Hypertension and angina pectoris caused by sorafenib
10.3760/cma.j.issn.1008-5734.2015.06.016
- VernacularTitle:索拉非尼致高血压和心绞痛
- Author:
Xinfeng ZHANG
1
;
Cuixia QIAO
;
Xufeng CHENG
;
Huaizhang WANG
;
Xuchu YANG
;
Qilong GAO
Author Information
1. 450008,郑州大学附属肿瘤医院中西医科
- Publication Type:Journal Article
- Keywords:
Sorafenib;
Hypertension;
Angina pectoris
- From:
Adverse Drug Reactions Journal
2015;(6):457-459
- CountryChina
- Language:Chinese
-
Abstract:
A 57-year-old male patient received oral sorafenib 400 mg twice daily for pulmonary metastases after operation of thyroid carcinoma. About 3 and a half months of treatment,the patient experienced dizziness,pain in the anterior region of the heart and blood pressure of 180 / 105 mmHg(before treatment it was 120 / 75 mmHg). He received oral metoprolol administration(initial dose of 25 mg twice daily,gradually increased to 200 mg twice daily).
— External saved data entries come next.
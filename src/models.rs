//! Screener data models

use chrono::NaiveDate;
use serde::{Deserialize, Serialize};
use std::fmt;

/// A watchlist instrument
#[derive(Debug, Clone, PartialEq, Eq, Serialize, Deserialize)]
pub struct Instrument {
    /// Exchange-qualified code, e.g. `600000.SH`
    pub code: String,
    pub name: String,
    pub category: String,
}

/// Reference table entry (`stock_basic` export)
#[derive(Debug, Clone, PartialEq, Eq, Serialize, Deserialize)]
pub struct ReferenceEntry {
    pub ts_code: String,
    pub name: String,
}

/// Watchlist row whose name disagrees with the reference table
#[derive(Debug, Clone, PartialEq, Eq, Serialize)]
pub struct NameMismatch {
    pub code: String,
    pub watchlist_name: String,
    /// `None` when the code is absent from the reference table
    pub reference_name: Option<String>,
}

/// One trading day of one instrument, as returned by the data source
#[derive(Debug, Clone, PartialEq, Serialize, Deserialize)]
pub struct DailyBar {
    pub code: String,
    pub trade_date: NaiveDate,
    pub open: f64,
    pub high: f64,
    pub low: f64,
    pub close: f64,
    pub pre_close: f64,
    pub change: f64,
    pub pct_chg: f64,
    /// Volume in lots
    pub vol: f64,
    /// Turnover in thousands of CNY
    pub amount: f64,
}

/// Direction of traded amount versus the previous trading day
#[derive(Debug, Clone, Copy, PartialEq, Eq, Serialize)]
pub enum VolumeTrend {
    Expanding,
    Contracting,
    /// First day of an instrument, or no change
    Undefined,
}

impl VolumeTrend {
    pub fn from_change(amount_change: Option<f64>) -> Self {
        match amount_change {
            Some(c) if c > 0.0 => VolumeTrend::Expanding,
            Some(c) if c < 0.0 => VolumeTrend::Contracting,
            _ => VolumeTrend::Undefined,
        }
    }

    pub fn label(&self) -> &'static str {
        match self {
            VolumeTrend::Expanding => "expanding",
            VolumeTrend::Contracting => "contracting",
            VolumeTrend::Undefined => "",
        }
    }
}

/// Direction of the close versus the prior close
#[derive(Debug, Clone, Copy, PartialEq, Eq, Serialize)]
pub enum PriceTrend {
    Up,
    Down,
    Flat,
}

impl PriceTrend {
    pub fn from_change(change: f64) -> Self {
        if change > 0.0 {
            PriceTrend::Up
        } else if change < 0.0 {
            PriceTrend::Down
        } else {
            PriceTrend::Flat
        }
    }

    pub fn label(&self) -> &'static str {
        match self {
            PriceTrend::Up => "up",
            PriceTrend::Down => "down",
            PriceTrend::Flat => "",
        }
    }
}

impl fmt::Display for VolumeTrend {
    fn fmt(&self, f: &mut fmt::Formatter<'_>) -> fmt::Result {
        f.write_str(self.label())
    }
}

impl fmt::Display for PriceTrend {
    fn fmt(&self, f: &mut fmt::Formatter<'_>) -> fmt::Result {
        f.write_str(self.label())
    }
}

/// A daily bar with its derived indicator flags, joined with watchlist data
#[derive(Debug, Clone, PartialEq, Serialize)]
pub struct FlaggedBar {
    pub bar: DailyBar,
    pub name: String,
    pub category: String,
    pub limit_up_price: f64,
    pub amount_change: Option<f64>,
    pub volume_trend: VolumeTrend,
    pub price_trend: PriceTrend,
    pub limit_up_today: bool,
    pub limit_up_yesterday: Option<bool>,
    pub signal: bool,
}

impl FlaggedBar {
    pub fn code(&self) -> &str {
        &self.bar.code
    }

    pub fn trade_date(&self) -> NaiveDate {
        self.bar.trade_date
    }
}

/// Trailing-window summary of one instrument
#[derive(Debug, Clone, Copy, PartialEq, Default, Serialize)]
pub struct InstrumentScore {
    /// Number of signal days
    pub index1: u32,
    /// Largest |amount change| on days not preceded by a limit-up
    pub index2: Option<f64>,
}

/// A flagged bar paired with its instrument's score
#[derive(Debug, Clone, PartialEq, Serialize)]
pub struct RankedBar {
    pub row: FlaggedBar,
    pub score: InstrumentScore,
}
//! Tushare Pro market data adapter

use crate::config::{parse_date, ScreenerConfig};
use crate::error::{AppError, Result};
use crate::market::rate_limiter::RateLimiter;
use crate::market::{DailyRequest, MarketDataSource};
use crate::models::DailyBar;
use async_trait::async_trait;
use reqwest::Client;
use serde::{Deserialize, Serialize};
use serde_json::Value;
use std::collections::HashMap;
use tracing::{debug, warn};

const DAILY_FIELDS: &str = "ts_code,trade_date,open,high,low,close,pre_close,change,pct_chg,vol,amount";

/// Tushare Pro HTTP client
pub struct TushareClient {
    client: Client,
    api_url: String,
    token: String,
    limiter: RateLimiter,
}

impl TushareClient {
    pub fn new(config: &ScreenerConfig) -> Result<Self> {
        let client = Client::builder().timeout(config.request_timeout).build()?;

        Ok(Self {
            client,
            api_url: config.api_url.clone(),
            token: config.token.clone(),
            limiter: RateLimiter::per_minute(config.requests_per_minute),
        })
    }

    /// Call an API endpoint and return its tabular payload
    async fn query(&self, api_name: &str, params: HashMap<&str, String>, fields: &str) -> Result<ApiData> {
        self.limiter.acquire().await;

        let body = ApiRequest {
            api_name,
            token: &self.token,
            params,
            fields,
        };

        debug!("Tushare request: api={} params={:?}", api_name, body.params);

        let response = self
            .client
            .post(&self.api_url)
            .json(&body)
            .send()
            .await?
            .error_for_status()?;

        let result: ApiResponse = response.json().await?;
        into_data(result)
    }
}

/// Unwrap the response envelope; a non-zero `code` is a data-source error
fn into_data(result: ApiResponse) -> Result<ApiData> {
    if result.code != 0 {
        return Err(AppError::DataSource {
            code: result.code,
            message: result.msg.unwrap_or_else(|| "Request failed".to_string()),
        });
    }

    Ok(result.data.unwrap_or_default())
}

#[async_trait]
impl MarketDataSource for TushareClient {
    fn id(&self) -> &'static str {
        "tushare"
    }

    async fn daily(&self, request: &DailyRequest) -> Result<Vec<DailyBar>> {
        if request.codes.is_empty() {
            return Ok(vec![]);
        }

        let mut params = HashMap::new();
        params.insert("ts_code", request.codes_param());
        params.insert("start_date", request.start_param());
        params.insert("end_date", request.end_param());

        let data = self.query("daily", params, DAILY_FIELDS).await?;
        parse_daily(data)
    }
}

#[derive(Serialize)]
struct ApiRequest<'a> {
    api_name: &'a str,
    token: &'a str,
    params: HashMap<&'a str, String>,
    fields: &'a str,
}

#[derive(Deserialize)]
struct ApiResponse {
    code: i64,
    msg: Option<String>,
    data: Option<ApiData>,
}

/// Column-oriented table: field names plus rows of values
#[derive(Debug, Default, Deserialize)]
struct ApiData {
    fields: Vec<String>,
    items: Vec<Vec<Value>>,
}

/// Read a numeric cell that may arrive as a number, a string or null
fn value_as_f64(value: Option<&Value>) -> Option<f64> {
    match value? {
        Value::Number(n) => n.as_f64(),
        Value::String(s) => s.trim().parse().ok(),
        _ => None,
    }
}

fn value_as_str(value: Option<&Value>) -> Option<&str> {
    match value? {
        Value::String(s) => Some(s.as_str()),
        _ => None,
    }
}

fn parse_daily(data: ApiData) -> Result<Vec<DailyBar>> {
    if data.items.is_empty() {
        return Ok(vec![]);
    }

    let index: HashMap<&str, usize> = data
        .fields
        .iter()
        .enumerate()
        .map(|(i, f)| (f.as_str(), i))
        .collect();

    let column = |name: &str| {
        index
            .get(name)
            .copied()
            .ok_or_else(|| AppError::Internal(format!("Daily response is missing field '{}'", name)))
    };

    let ts_code = column("ts_code")?;
    let trade_date = column("trade_date")?;
    let open = column("open")?;
    let high = column("high")?;
    let low = column("low")?;
    let close = column("close")?;
    let pre_close = column("pre_close")?;
    let change = column("change")?;
    let pct_chg = column("pct_chg")?;
    let vol = column("vol")?;
    let amount = column("amount")?;

    let mut bars = Vec::with_capacity(data.items.len());

    for item in &data.items {
        let number = |i: usize| value_as_f64(item.get(i));

        let (Some(code), Some(date)) = (value_as_str(item.get(ts_code)), value_as_str(item.get(trade_date)))
        else {
            warn!("Skipping daily row without code or date: {:?}", item);
            continue;
        };

        let bar = (|| {
            Some(DailyBar {
                code: code.to_string(),
                trade_date: parse_date(date).ok()?,
                open: number(open)?,
                high: number(high)?,
                low: number(low)?,
                close: number(close)?,
                pre_close: number(pre_close)?,
                change: number(change)?,
                pct_chg: number(pct_chg)?,
                vol: number(vol)?,
                amount: number(amount)?,
            })
        })();

        match bar {
            Some(bar) => bars.push(bar),
            None => warn!("Skipping incomplete daily row for {} on {}", code, date),
        }
    }

    Ok(bars)
}

#[cfg(test)]
mod tests {
    use super::*;
    use chrono::NaiveDate;
    use serde_json::json;

    fn data(value: Value) -> ApiData {
        serde_json::from_value(value).unwrap()
    }

    #[test]
    fn test_parse_daily_rows() {
        let payload = data(json!({
            "fields": ["ts_code", "trade_date", "open", "high", "low", "close", "pre_close", "change", "pct_chg", "vol", "amount"],
            "items": [
                ["600000.SH", "20240105", 6.6, 6.7, 6.55, 6.65, 6.6, 0.05, 0.7576, 250000.0, 166250.5],
                ["000001.SZ", "20240105", "9.1", 9.3, 9.0, 9.2, 9.1, 0.1, 1.0989, 810000, 745200.0]
            ]
        }));

        let bars = parse_daily(payload).unwrap();
        assert_eq!(bars.len(), 2);
        assert_eq!(bars[0].code, "600000.SH");
        assert_eq!(bars[0].trade_date, NaiveDate::from_ymd_opt(2024, 1, 5).unwrap());
        assert_eq!(bars[0].close, 6.65);
        assert_eq!(bars[1].open, 9.1);
        assert_eq!(bars[1].vol, 810000.0);
    }

    #[test]
    fn test_parse_daily_skips_incomplete_rows() {
        let payload = data(json!({
            "fields": ["ts_code", "trade_date", "open", "high", "low", "close", "pre_close", "change", "pct_chg", "vol", "amount"],
            "items": [
                ["600000.SH", "20240105", 6.6, 6.7, 6.55, null, 6.6, 0.05, 0.7576, 250000.0, 166250.5],
                [null, "20240105", 6.6, 6.7, 6.55, 6.65, 6.6, 0.05, 0.7576, 250000.0, 166250.5],
                ["600000.SH", "20240104", 6.5, 6.6, 6.5, 6.6, 6.5, 0.1, 1.5385, 200000.0, 132000.0]
            ]
        }));

        let bars = parse_daily(payload).unwrap();
        assert_eq!(bars.len(), 1);
        assert_eq!(bars[0].trade_date, NaiveDate::from_ymd_opt(2024, 1, 4).unwrap());
    }

    #[test]
    fn test_parse_daily_missing_field() {
        let payload = data(json!({
            "fields": ["ts_code", "trade_date"],
            "items": [["600000.SH", "20240105"]]
        }));
        assert!(matches!(parse_daily(payload), Err(AppError::Internal(_))));
    }

    fn response(value: Value) -> ApiResponse {
        serde_json::from_value(value).unwrap()
    }

    #[test]
    fn test_error_code_becomes_data_source_error() {
        let result = into_data(response(json!({
            "request_id": "abc",
            "code": 40203,
            "msg": "rate limited",
            "data": null
        })));

        match result {
            Err(AppError::DataSource { code, message }) => {
                assert_eq!(code, 40203);
                assert_eq!(message, "rate limited");
            }
            other => panic!("unexpected result: {:?}", other.map(|d| d.items.len())),
        }
    }

    #[test]
    fn test_error_without_message_gets_fallback() {
        let result = into_data(response(json!({ "code": 40101, "msg": null, "data": null })));
        assert!(matches!(
            result,
            Err(AppError::DataSource { code: 40101, ref message }) if message == "Request failed"
        ));
    }

    #[test]
    fn test_success_without_data_is_empty() {
        let data = into_data(response(json!({ "code": 0, "msg": "", "data": null }))).unwrap();
        assert!(data.fields.is_empty());
        assert!(data.items.is_empty());
        assert!(parse_daily(data).unwrap().is_empty());
    }

    #[test]
    fn test_request_body() {
        let mut params = HashMap::new();
        params.insert("ts_code", "600000.SH".to_string());
        let body = ApiRequest {
            api_name: "daily",
            token: "t",
            params,
            fields: DAILY_FIELDS,
        };

        let value = serde_json::to_value(&body).unwrap();
        assert_eq!(value["api_name"], "daily");
        assert_eq!(value["params"]["ts_code"], "600000.SH");
        assert_eq!(value["fields"], DAILY_FIELDS);
    }
}
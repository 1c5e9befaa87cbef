//! Watchlist Service
//!
//! Loads the user's watchlist (code, name, category) and cross-checks every
//! name against the reference table before anything is fetched.

use crate::error::{AppError, Result};
use crate::models::{Instrument, NameMismatch, ReferenceEntry};
use calamine::{open_workbook_auto, Reader};
use std::collections::{HashMap, HashSet};
use std::path::{Path, PathBuf};
use tracing::{info, warn};

const CODE_HEADERS: &[&str] = &["代码", "code", "ts_code"];
const NAME_HEADERS: &[&str] = &["名称", "name"];
const CATEGORY_HEADERS: &[&str] = &["概念", "category", "concept"];

/// Validated set of instruments, in file order
#[derive(Debug, Clone, PartialEq, Eq)]
pub struct Watchlist {
    instruments: Vec<Instrument>,
}

impl Watchlist {
    /// Build a watchlist, rejecting duplicate codes
    pub fn new(instruments: Vec<Instrument>) -> Result<Self> {
        if instruments.is_empty() {
            return Err(AppError::Validation("Watchlist is empty".to_string()));
        }

        let mut seen = HashSet::new();
        for instrument in &instruments {
            if !seen.insert(instrument.code.as_str()) {
                return Err(AppError::Validation(format!(
                    "Duplicate code in watchlist: {}",
                    instrument.code
                )));
            }
        }

        Ok(Self { instruments })
    }

    pub fn instruments(&self) -> &[Instrument] {
        &self.instruments
    }

    pub fn len(&self) -> usize {
        self.instruments.len()
    }

    pub fn is_empty(&self) -> bool {
        self.instruments.is_empty()
    }

    pub fn codes(&self) -> Vec<String> {
        self.instruments.iter().map(|i| i.code.clone()).collect()
    }

    /// Distinct categories in first-appearance order
    pub fn categories(&self) -> Vec<&str> {
        let mut seen = HashSet::new();
        self.instruments
            .iter()
            .map(|i| i.category.as_str())
            .filter(|c| seen.insert(*c))
            .collect()
    }
}

/// Watchlist service for business logic
pub struct WatchlistService;

impl WatchlistService {
    /// Load the watchlist and validate it against the reference table
    ///
    /// On a name mismatch every offending row is written to
    /// `<watchlist stem>_mismatch.csv` next to the watchlist.
    pub fn load(watchlist_path: &Path, reference_path: &Path) -> Result<Watchlist> {
        info!(
            "WatchlistService::load - watchlist={:?} reference={:?}",
            watchlist_path, reference_path
        );

        let instruments = Self::read_watchlist(watchlist_path)?;
        let reference = Self::read_reference(reference_path)?;

        let mismatches = Self::find_mismatches(&instruments, &reference);
        if !mismatches.is_empty() {
            let side_file = Self::mismatch_path(watchlist_path);
            Self::write_mismatches(&side_file, &mismatches)?;
            warn!(
                "{} watchlist rows disagree with the reference table, see {:?}",
                mismatches.len(),
                side_file
            );
            return Err(AppError::Validation(format!(
                "{} watchlist names do not match the reference table (details in {})",
                mismatches.len(),
                side_file.display()
            )));
        }

        let watchlist = Watchlist::new(instruments)?;
        info!(
            "Loaded {} instruments in {} categories",
            watchlist.len(),
            watchlist.categories().len()
        );
        Ok(watchlist)
    }

    /// Read watchlist rows from a spreadsheet or CSV file
    pub fn read_watchlist(path: &Path) -> Result<Vec<Instrument>> {
        let extension = path
            .extension()
            .and_then(|e| e.to_str())
            .map(|e| e.to_ascii_lowercase())
            .unwrap_or_default();

        let rows = match extension.as_str() {
            "csv" => Self::read_csv_rows(path)?,
            "xlsx" | "xlsm" | "xls" | "xlsb" | "ods" => Self::read_sheet_rows(path)?,
            other => {
                return Err(AppError::Validation(format!(
                    "Unsupported watchlist format '{}': {}",
                    other,
                    path.display()
                )))
            }
        };

        Self::parse_rows(rows)
    }

    fn read_sheet_rows(path: &Path) -> Result<Vec<Vec<String>>> {
        let mut workbook = open_workbook_auto(path)?;
        let sheet = workbook
            .sheet_names()
            .first()
            .cloned()
            .ok_or_else(|| AppError::Validation(format!("Workbook has no sheets: {}", path.display())))?;

        let range = workbook.worksheet_range(&sheet)?;

        Ok(range
            .rows()
            .map(|row| row.iter().map(|cell| cell.to_string().trim().to_string()).collect())
            .collect())
    }

    fn read_csv_rows(path: &Path) -> Result<Vec<Vec<String>>> {
        let mut reader = csv::ReaderBuilder::new()
            .has_headers(false)
            .flexible(true)
            .from_path(path)?;

        let mut rows = Vec::new();
        for record in reader.records() {
            let record = record?;
            rows.push(record.iter().map(|f| f.trim().to_string()).collect());
        }
        Ok(rows)
    }

    fn parse_rows(rows: Vec<Vec<String>>) -> Result<Vec<Instrument>> {
        let mut rows = rows.into_iter();
        let header = rows
            .next()
            .ok_or_else(|| AppError::Validation("Watchlist has no header row".to_string()))?;

        let code_col = find_column(&header, CODE_HEADERS)?;
        let name_col = find_column(&header, NAME_HEADERS)?;
        let category_col = find_column(&header, CATEGORY_HEADERS)?;

        let mut instruments = Vec::new();

        for (i, row) in rows.enumerate() {
            if row.iter().all(|cell| cell.is_empty()) {
                continue;
            }

            // Header is line 1
            let line = i + 2;
            let cell = |col: usize, what: &str| {
                row.get(col)
                    .filter(|v| !v.is_empty())
                    .cloned()
                    .ok_or_else(|| AppError::Validation(format!("Watchlist line {}: missing {}", line, what)))
            };

            instruments.push(Instrument {
                code: cell(code_col, "code")?.to_ascii_uppercase(),
                name: cell(name_col, "name")?,
                category: cell(category_col, "category")?,
            });
        }

        Ok(instruments)
    }

    /// Read the reference table (`ts_code`, `name`, other columns ignored)
    pub fn read_reference(path: &Path) -> Result<HashMap<String, String>> {
        let mut reader = csv::Reader::from_path(path)?;
        let mut reference = HashMap::new();

        for entry in reader.deserialize() {
            let entry: ReferenceEntry = entry?;
            reference.insert(entry.ts_code.trim().to_ascii_uppercase(), entry.name.trim().to_string());
        }

        Ok(reference)
    }

    /// Watchlist rows whose name differs from the reference name for the same code
    pub fn find_mismatches(
        instruments: &[Instrument],
        reference: &HashMap<String, String>,
    ) -> Vec<NameMismatch> {
        instruments
            .iter()
            .filter_map(|instrument| {
                let reference_name = reference.get(&instrument.code);
                if reference_name == Some(&instrument.name) {
                    None
                } else {
                    Some(NameMismatch {
                        code: instrument.code.clone(),
                        watchlist_name: instrument.name.clone(),
                        reference_name: reference_name.cloned(),
                    })
                }
            })
            .collect()
    }

    fn mismatch_path(watchlist_path: &Path) -> PathBuf {
        let stem = watchlist_path
            .file_stem()
            .and_then(|s| s.to_str())
            .unwrap_or("watchlist");
        watchlist_path.with_file_name(format!("{}_mismatch.csv", stem))
    }

    fn write_mismatches(path: &Path, mismatches: &[NameMismatch]) -> Result<()> {
        let mut writer = csv::Writer::from_path(path)?;
        for mismatch in mismatches {
            writer.serialize(mismatch)?;
        }
        writer.flush()?;
        Ok(())
    }
}

fn find_column(header: &[String], aliases: &[&str]) -> Result<usize> {
    header
        .iter()
        .position(|h| {
            // Excel CSV exports start with a byte-order mark
            let h = h.trim().trim_start_matches('\u{feff}');
            aliases.iter().any(|a| h.eq_ignore_ascii_case(a))
        })
        .ok_or_else(|| {
            AppError::Validation(format!("Watchlist header is missing a column named one of {:?}", aliases))
        })
}
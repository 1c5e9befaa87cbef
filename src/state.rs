//! Application state management

use crate::config::ScreenerConfig;
use crate::error::Result;
use crate::market::limits::LimitRule;
use crate::market::tushare::TushareClient;
use crate::market::MarketDataSource;
use crate::services::{Watchlist, WatchlistService};
use std::collections::HashMap;
use std::sync::Arc;

/// State shared by every service of a run
pub struct AppState {
    pub config: ScreenerConfig,

    /// Validated watchlist
    pub watchlist: Watchlist,

    /// Daily-limit rule per instrument code
    pub limit_rules: HashMap<String, LimitRule>,

    /// Market data source
    pub source: Arc<dyn MarketDataSource>,
}

impl AppState {
    /// Create state backed by the Tushare Pro API
    pub fn new(config: ScreenerConfig) -> Result<Self> {
        let source = Arc::new(TushareClient::new(&config)?);
        Self::with_source(config, source)
    }

    /// Create state with an explicit data source
    ///
    /// Loads and validates the watchlist and resolves every instrument's
    /// daily-limit rule. No network call is made.
    pub fn with_source(config: ScreenerConfig, source: Arc<dyn MarketDataSource>) -> Result<Self> {
        config.validate()?;
        let watchlist = WatchlistService::load(&config.watchlist_path, &config.reference_path)?;
        Self::from_parts(config, watchlist, source)
    }

    /// Assemble state from an already loaded watchlist
    pub fn from_parts(
        config: ScreenerConfig,
        watchlist: Watchlist,
        source: Arc<dyn MarketDataSource>,
    ) -> Result<Self> {
        let limit_rules = watchlist
            .instruments()
            .iter()
            .map(|i| LimitRule::resolve(i).map(|rule| (i.code.clone(), rule)))
            .collect::<Result<HashMap<_, _>>>()?;

        tracing::info!(
            "State ready: {} instruments, data source '{}'",
            watchlist.len(),
            source.id()
        );

        Ok(Self {
            config,
            watchlist,
            limit_rules,
            source,
        })
    }
}
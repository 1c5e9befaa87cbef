//! Screener configuration
//!
//! All settings are carried in an explicit [`ScreenerConfig`] value. The
//! binary builds it from the environment (and an optional `.env` file);
//! library callers can construct it directly.

use crate::error::{AppError, Result};
use chrono::{NaiveDate, Utc};
use chrono_tz::Asia::Shanghai;
use std::fmt;
use std::path::PathBuf;
use std::str::FromStr;
use std::time::Duration;

/// Wire date format used by the data source and report file names
pub const DATE_FORMAT: &str = "%Y%m%d";

const DEFAULT_API_URL: &str = "https://api.tushare.pro";
const DEFAULT_REFERENCE_PATH: &str = "stock_basic.csv";

/// Current date on the exchange calendar (Asia/Shanghai)
pub fn exchange_today() -> NaiveDate {
    Utc::now().with_timezone(&Shanghai).date_naive()
}

/// Format a date as YYYYMMDD
pub fn format_date(date: NaiveDate) -> String {
    date.format(DATE_FORMAT).to_string()
}

/// Parse a YYYYMMDD date
pub fn parse_date(value: &str) -> Result<NaiveDate> {
    NaiveDate::parse_from_str(value.trim(), DATE_FORMAT)
        .map_err(|e| AppError::Config(format!("Invalid date '{}' (expected YYYYMMDD): {}", value, e)))
}

/// The date a calculation is run "as of"
#[derive(Debug, Clone, Copy, PartialEq, Eq, Default)]
pub enum AsOfDate {
    /// Resolved to the exchange's current date when the run starts
    #[default]
    Today,
    On(NaiveDate),
}

impl AsOfDate {
    pub fn resolve(&self) -> NaiveDate {
        match self {
            AsOfDate::Today => exchange_today(),
            AsOfDate::On(date) => *date,
        }
    }
}

impl FromStr for AsOfDate {
    type Err = AppError;

    fn from_str(s: &str) -> Result<Self> {
        let s = s.trim();
        if s.eq_ignore_ascii_case("today") {
            Ok(AsOfDate::Today)
        } else {
            parse_date(s).map(AsOfDate::On)
        }
    }
}

impl fmt::Display for AsOfDate {
    fn fmt(&self, f: &mut fmt::Formatter<'_>) -> fmt::Result {
        match self {
            AsOfDate::Today => write!(f, "today"),
            AsOfDate::On(date) => write!(f, "{}", format_date(*date)),
        }
    }
}

/// Bounds for the retry-and-widen fetch loop
#[derive(Debug, Clone, Copy, PartialEq, Eq)]
pub struct RetryPolicy {
    /// Maximum number of requests per calculation (including the first)
    pub max_attempts: u32,
    /// Largest look-back, in calendar days, the window may widen to
    pub max_lookback_days: u32,
}

impl Default for RetryPolicy {
    fn default() -> Self {
        Self {
            max_attempts: 8,
            max_lookback_days: 366,
        }
    }
}

/// Complete screener configuration
#[derive(Debug, Clone)]
pub struct ScreenerConfig {
    /// Tushare Pro API token
    pub token: String,
    pub api_url: String,
    pub watchlist_path: PathBuf,
    pub reference_path: PathBuf,
    pub output_dir: PathBuf,
    pub as_of: AsOfDate,
    pub window_days: u32,
    pub threshold_days: u32,
    /// Report file stem; defaults to the exchange date
    pub report_file_name: Option<String>,
    pub retry: RetryPolicy,
    pub requests_per_minute: u32,
    pub request_timeout: Duration,
}

impl ScreenerConfig {
    /// Create a configuration with defaults for everything but the token and watchlist
    pub fn new(token: impl Into<String>, watchlist_path: impl Into<PathBuf>) -> Self {
        Self {
            token: token.into(),
            api_url: DEFAULT_API_URL.to_string(),
            watchlist_path: watchlist_path.into(),
            reference_path: PathBuf::from(DEFAULT_REFERENCE_PATH),
            output_dir: PathBuf::from("."),
            as_of: AsOfDate::Today,
            window_days: 5,
            threshold_days: 3,
            report_file_name: None,
            retry: RetryPolicy::default(),
            requests_per_minute: 200,
            request_timeout: Duration::from_secs(30),
        }
    }

    /// Load configuration from `.env` and the process environment
    pub fn from_env() -> Result<Self> {
        dotenv::dotenv().ok();
        Self::from_lookup(|key| std::env::var(key).ok())
    }

    /// Build configuration from any key lookup
    pub fn from_lookup<F>(lookup: F) -> Result<Self>
    where
        F: Fn(&str) -> Option<String>,
    {
        let get = |key: &str| lookup(key).filter(|v| !v.trim().is_empty());

        let token = get("TUSHARE_TOKEN")
            .ok_or_else(|| AppError::Config("TUSHARE_TOKEN is not set".to_string()))?;
        let watchlist = get("SCREENER_WATCHLIST")
            .ok_or_else(|| AppError::Config("SCREENER_WATCHLIST is not set".to_string()))?;

        let mut config = Self::new(token, watchlist);

        if let Some(url) = get("TUSHARE_API_URL") {
            config.api_url = url;
        }
        if let Some(path) = get("SCREENER_REFERENCE") {
            config.reference_path = PathBuf::from(path);
        }
        if let Some(dir) = get("SCREENER_OUTPUT_DIR") {
            config.output_dir = PathBuf::from(dir);
        }
        if let Some(as_of) = get("SCREENER_AS_OF") {
            config.as_of = as_of.parse()?;
        }
        if let Some(v) = get("SCREENER_WINDOW_DAYS") {
            config.window_days = parse_number("SCREENER_WINDOW_DAYS", &v)?;
        }
        if let Some(v) = get("SCREENER_THRESHOLD_DAYS") {
            config.threshold_days = parse_number("SCREENER_THRESHOLD_DAYS", &v)?;
        }
        config.report_file_name = get("SCREENER_REPORT_NAME");
        if let Some(v) = get("SCREENER_MAX_ATTEMPTS") {
            config.retry.max_attempts = parse_number("SCREENER_MAX_ATTEMPTS", &v)?;
        }
        if let Some(v) = get("SCREENER_MAX_LOOKBACK_DAYS") {
            config.retry.max_lookback_days = parse_number("SCREENER_MAX_LOOKBACK_DAYS", &v)?;
        }
        if let Some(v) = get("TUSHARE_REQUESTS_PER_MINUTE") {
            config.requests_per_minute = parse_number("TUSHARE_REQUESTS_PER_MINUTE", &v)?;
        }
        if let Some(v) = get("TUSHARE_TIMEOUT_SECS") {
            config.request_timeout =
                Duration::from_secs(parse_number::<u64>("TUSHARE_TIMEOUT_SECS", &v)?);
        }

        config.validate()?;
        Ok(config)
    }

    /// Check settings that do not depend on any file or network access
    pub fn validate(&self) -> Result<()> {
        if self.token.trim().is_empty() {
            return Err(AppError::Config("API token must not be empty".to_string()));
        }
        if self.retry.max_attempts == 0 {
            return Err(AppError::Config("max_attempts must be at least 1".to_string()));
        }
        if self.requests_per_minute == 0 {
            return Err(AppError::Config("requests_per_minute must be at least 1".to_string()));
        }
        Ok(())
    }
}

fn parse_number<T: FromStr>(key: &str, value: &str) -> Result<T> {
    value
        .trim()
        .parse()
        .map_err(|_| AppError::Config(format!("{} must be a non-negative integer, got '{}'", key, value)))
}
About one and a half months later,he received sustained release capsules of isosorbide mononitrate 50 mg once daily because of the intermittent attack of precordial pain. Angina pectoris still occurred frequently. He underwent percutaneous coronary intervention twice(a total of 2 stents implantation). Hypertension and angina pectoris were still poorly controlled. On month 19 of sorafenib treatment,the dose of drug was reduced to 400 mg once daily. His blood pressure was 135 / 85 mmHg but angina still occurred intermittently. On month 22,sorafenib was stopped. Two months later,the patient's blood pressure declined to 130 / 80 mmHg,and the frequency of angina pectoris decreased. Four months after the termination of sorafenib,his blood pressure was 120 / 75 mmHg and no episode of angina pectoris occurred.